La situation est donc plus nuancée que ne le suggère le titre « Le gouvernement défie la décision » : une règle centrale en matière de marchés publics a été publiée, tandis que Sea Shepherd conteste la mise en œuvre complète et dans les délais des exigences plus larges des tribunaux. La preuve décisive sera le dossier et la réponse du tribunal à la demande de l’organisation.

Pourquoi le nom générique « cação » est au cœur du problème

Dans le commerce brésilien, « cação » peut faire référence à la viande de différentes espèces de requins et de raies. Une fois les animaux découpés en filets, la plupart des caractéristiques externes permettant d’identifier l’espèce ont disparu. Sans nom scientifique, informations sur l’origine et chaîne d’approvisionnement traçable, les responsables des achats peuvent donc difficilement déterminer si un produit provient d’une espèce menacée ou protégée.

Nous avons décrit l’ampleur des marchés publics en 2025 dans « La viande de requin au menu ». Le dernier article « Cação est un requin » place ces offres dans le contexte plus large du marché brésilien de la viande de requin : le nom générique à consonance neutre sépare linguistiquement le produit de l’animal et cache la demande, les risques de conservation et les chaînes d’approvisionnement internationales à de nombreux consommateurs.

L’étiquetage est aussi une question de santé

Les informations requises sur les espèces et l’origine ne constituent pas uniquement une mesure de conservation. Les requins et autres grands prédateurs marins peuvent accumuler du mercure et d’autres contaminants tout au long de la chaîne alimentaire. Cela est particulièrement vrai lorsque leur viande est servie dans des écoles, des hôpitaux, des prisons ou d’autres institutions à des personnes qui n’ont pas choisi elles-mêmes le produit.

Notre résumé de la dernière étude sur le mercure montre à quel point ce risque peut être concret. Dans l’échantillon testé de viande importée vendue sous le nom de « cação », 95 pour cent des échantillons dépassaient la limite internationale utilisée par l’étude et 77 pour cent dépassaient la limite brésilienne.
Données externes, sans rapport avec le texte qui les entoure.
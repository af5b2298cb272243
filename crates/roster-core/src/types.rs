use image::RgbImage;
use serde::{Deserialize, Serialize};
use sha2::{Digest, Sha256};
use std::fmt;

/// Label reported for a face no enabled model could attribute to a known identity.
pub const UNKNOWN_LABEL: &str = "Unknown";

/// Raw detector output in source-image coordinates, with optional facial landmarks.
#[derive(Debug, Clone, Serialize, Deserialize)]
pub struct BoundingBox {
    pub x: f32,
    pub y: f32,
    pub width: f32,
    pub height: f32,
    pub confidence: f32,
    /// Five-point facial landmarks: [left_eye, right_eye, nose, left_mouth, right_mouth].
    pub landmarks: Option<[(f32, f32); 5]>,
}

impl BoundingBox {
    /// True when position and size are all finite numbers.
    pub fn is_finite(&self) -> bool {
        [self.x, self.y, self.width, self.height].iter().all(|v| v.is_finite())
    }
}

/// Integer pixel region of a face, already expanded and clamped to the image.
#[derive(Debug, Clone, Copy, PartialEq, Eq, Serialize, Deserialize)]
pub struct FaceBox {
    pub x: u32,
    pub y: u32,
    pub w: u32,
    pub h: u32,
}

impl FaceBox {
    /// Expand a detector box by `percentage` of its size (half on each side),
    /// clamped to an image of `image_width` × `image_height`.
    ///
    /// Returns `None` when nothing of the box remains inside the image.
    pub fn expanded(
        bbox: &BoundingBox,
        percentage: u32,
        image_width: u32,
        image_height: u32,
    ) -> Option<Self> {
        if !bbox.is_finite() {
            return None;
        }
        let x = bbox.x.max(0.0).floor() as i64;
        let y = bbox.y.max(0.0).floor() as i64;
        let w = bbox.width.max(0.0).round() as i64;
        let h = bbox.height.max(0.0).round() as i64;

        let margin_w = w.checked_mul(percentage as i64)? / 100;
        let margin_h = h.checked_mul(percentage as i64)? / 100;

        let x = (x - margin_w / 2).max(0);
        let y = (y - margin_h / 2).max(0);
        let w = (w + margin_w).min(image_width as i64 - x);
        let h = (h + margin_h).min(image_height as i64 - y);

        if w <= 0 || h <= 0 {
            return None;
        }

        Some(Self {
            x: x as u32,
            y: y as u32,
            w: w as u32,
            h: h as u32,
        })
    }
}

/// Identifier for one face within one detection pass: ordinal plus a hash of its box.
///
/// Re-detecting the same image with the same backends yields the same ids, and a
/// shifted box yields a different one, so a client can refer back to a face it
/// was shown without relying on list position alone.
#[derive(Debug, Clone, PartialEq, Eq, Hash, Serialize, Deserialize)]
pub struct FaceId(String);

impl FaceId {
    pub fn new(ordinal: usize, area: &FaceBox) -> Self {
        let mut hasher = Sha256::new();
        for v in [area.x, area.y, area.w, area.h] {
            hasher.update(v.to_le_bytes());
        }
        let digest = hasher.finalize();
        let hash: String = digest[..4].iter().map(|b| format!("{b:02x}")).collect();
        Self(format!("face-{}-{hash}", ordinal + 1))
    }

    pub fn as_str(&self) -> &str {
        &self.0
    }
}

impl fmt::Display for FaceId {
    fn fmt(&self, f: &mut fmt::Formatter<'_>) -> fmt::Result {
        f.write_str(&self.0)
    }
}

impl From<&str> for FaceId {
    fn from(s: &str) -> Self {
        Self(s.to_string())
    }
}

/// A face found by the detector, cropped and ready for embedding.
#[derive(Debug, Clone)]
pub struct DetectedFace {
    pub id: FaceId,
    /// 8-bit RGB crop of `area`.
    pub crop: RgbImage,
    pub area: FaceBox,
    /// Detector confidence in [0, 1].
    pub confidence: f32,
}

/// Face embedding vector produced by one recognition model.
#[derive(Debug, Clone, Serialize, Deserialize)]
pub struct Embedding {
    pub values: Vec<f32>,
    /// Name of the model that produced this embedding (e.g., "ArcFace").
    pub model: Option<String>,
}

impl Embedding {
    pub fn new(values: Vec<f32>) -> Self {
        Self { values, model: None }
    }

    pub fn dim(&self) -> usize {
        self.values.len()
    }

    /// Compute cosine similarity between two embeddings.
    ///
    /// Returns a value in [-1, 1]. Higher = more similar. A zero vector is
    /// similar to nothing.
    pub fn similarity(&self, other: &Embedding) -> f32 {
        let mut dot = 0.0f32;
        let mut norm_a = 0.0f32;
        let mut norm_b = 0.0f32;

        for (a, b) in self.values.iter().zip(other.values.iter()) {
            dot += a * b;
            norm_a += a * a;
            norm_b += b * b;
        }

        let denom = norm_a.sqrt() * norm_b.sqrt();
        if denom > 0.0 { dot / denom } else { 0.0 }
    }

    /// Cosine distance, `1 - similarity`. Smaller = more similar.
    pub fn cosine_distance(&self, other: &Embedding) -> f32 {
        1.0 - self.similarity(other)
    }
}

/// Final identity decision for one detected face.
#[derive(Debug, Clone, Serialize, Deserialize)]
pub struct MatchResult {
    /// Winning identity, or `None` when no model voted.
    pub identity: Option<String>,
    /// Mean similarity over the contributing models, 0 for unknown faces.
    pub confidence: f32,
    pub face_id: FaceId,
    pub area: FaceBox,
    /// Models whose vote went to `identity`, in registry order.
    pub models: Vec<String>,
    pub detection_confidence: f32,
}

impl MatchResult {
    pub fn is_known(&self) -> bool {
        self.identity.is_some()
    }

    /// Identity name, or [`UNKNOWN_LABEL`].
    pub fn name(&self) -> &str {
        self.identity.as_deref().unwrap_or(UNKNOWN_LABEL)
    }
}

#[cfg(test)]
mod tests {
    use super::*;

    fn bbox(x: f32, y: f32, w: f32, h: f32) -> BoundingBox {
        BoundingBox { x, y, width: w, height: h, confidence: 0.99, landmarks: None }
    }

    #[test]
    fn test_cosine_similarity_identical() {
        let a = Embedding::new(vec![1.0, 0.0, 0.0]);
        let b = Embedding::new(vec![1.0, 0.0, 0.0]);
        assert!((a.similarity(&b) - 1.0).abs() < 1e-6);
        assert!(a.cosine_distance(&b).abs() < 1e-6);
    }

    #[test]
    fn test_cosine_similarity_orthogonal() {
        let a = Embedding::new(vec![1.0, 0.0]);
        let b = Embedding::new(vec![0.0, 1.0]);
        assert!(a.similarity(&b).abs() < 1e-6);
        assert!((a.cosine_distance(&b) - 1.0).abs() < 1e-6);
    }

    #[test]
    fn test_cosine_similarity_opposite() {
        let a = Embedding::new(vec![1.0, 0.0]);
        let b = Embedding::new(vec![-1.0, 0.0]);
        assert!((a.similarity(&b) + 1.0).abs() < 1e-6);
    }

    #[test]
    fn test_cosine_similarity_zero_vector() {
        let a = Embedding::new(vec![0.0, 0.0]);
        let b = Embedding::new(vec![1.0, 0.0]);
        assert_eq!(a.similarity(&b), 0.0);
    }

    #[test]
    fn test_cosine_similarity_scale_invariant() {
        let a = Embedding::new(vec![1.0, 2.0, 3.0]);
        let b = Embedding::new(vec![10.0, 20.0, 30.0]);
        assert!((a.similarity(&b) - 1.0).abs() < 1e-6);
    }

    #[test]
    fn test_expanded_adds_half_margin_each_side() {
        let area = FaceBox::expanded(&bbox(100.0, 100.0, 100.0, 100.0), 15, 1000, 1000).unwrap();
        // 15% of 100 = 15 → 7 on the leading edge, total size 115
        assert_eq!(area, FaceBox { x: 93, y: 93, w: 115, h: 115 });
    }

    #[test]
    fn test_expanded_clamps_to_image() {
        let area = FaceBox::expanded(&bbox(2.0, 0.0, 100.0, 100.0), 20, 105, 90).unwrap();
        assert_eq!(area.x, 0);
        assert_eq!(area.y, 0);
        assert_eq!(area.w, 105);
        assert_eq!(area.h, 90);
    }

    #[test]
    fn test_expanded_negative_origin() {
        let area = FaceBox::expanded(&bbox(-10.0, -5.0, 50.0, 50.0), 0, 200, 200).unwrap();
        assert_eq!(area.x, 0);
        assert_eq!(area.y, 0);
    }

    #[test]
    fn test_expanded_outside_image() {
        assert!(FaceBox::expanded(&bbox(300.0, 300.0, 50.0, 50.0), 15, 200, 200).is_none());
        assert!(FaceBox::expanded(&bbox(10.0, 10.0, 0.0, 40.0), 15, 200, 200).is_none());
    }

    #[test]
    fn test_expanded_rejects_non_finite_and_huge_boxes() {
        assert!(FaceBox::expanded(&bbox(10.0, 10.0, f32::INFINITY, 40.0), 15, 200, 200).is_none());
        assert!(FaceBox::expanded(&bbox(f32::NAN, 10.0, 40.0, 40.0), 15, 200, 200).is_none());
        // Saturates to i64::MAX; the margin must not overflow.
        let area = FaceBox::expanded(&bbox(0.0, 0.0, 1e30, 1e30), 15, 200, 200);
        assert!(area.is_none());
    }

    #[test]
    fn test_face_id_stable_and_box_sensitive() {
        let a = FaceBox { x: 10, y: 20, w: 30, h: 40 };
        let b = FaceBox { x: 11, y: 20, w: 30, h: 40 };
        assert_eq!(FaceId::new(0, &a), FaceId::new(0, &a));
        assert_ne!(FaceId::new(0, &a), FaceId::new(0, &b));
        assert_ne!(FaceId::new(0, &a), FaceId::new(1, &a));
        assert!(FaceId::new(0, &a).as_str().starts_with("face-1-"));
        assert_eq!(FaceId::new(0, &a).as_str().len(), "face-1-".len() + 8);
    }

    #[test]
    fn test_match_result_name() {
        let mut result = MatchResult {
            identity: None,
            confidence: 0.0,
            face_id: FaceId::from("face-1-00000000"),
            area: FaceBox { x: 0, y: 0, w: 1, h: 1 },
            models: Vec::new(),
            detection_confidence: 0.99,
        };
        assert_eq!(result.name(), UNKNOWN_LABEL);
        assert!(!result.is_known());
        result.identity = Some("alice".into());
        assert_eq!(result.name(), "alice");
    }
}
Un étiquetage clair ne remplace donc pas les tests de contaminants, mais il permet des inspections et des rappels ciblés.

Comment mesurer la mise en œuvre

L’effet de la décision de justice peut être testé à l’aune de questions concrètes : les nouveaux appels d’offres incluent-ils des noms scientifiques d’espèces et des informations fiables sur leur origine ? Les itinéraires d’approvisionnement peuvent-ils être retracés jusqu’à la capture ou à l’importation ? Existe-t-il un programme coordonné de tests de métaux lourds et les violations sont-elles réellement sanctionnées ? Seules ces preuves montreront si la règle formelle de passation des marchés publics produit une protection efficace des consommateurs et des requins.

L’affaire révèle également une faiblesse structurelle. Les représentants du gouvernement ont confirmé au cours des débats que le Brésil ne disposait pas d’un programme national continu de statistiques de pêche depuis environ trois décennies. Sans données fiables, sans noms clairs et sans exécution, même une décision judiciaire solide est difficile à mettre en œuvre. Le prochain développement important n’est donc pas une nouvelle annonce, mais un plan d’action vérifiable.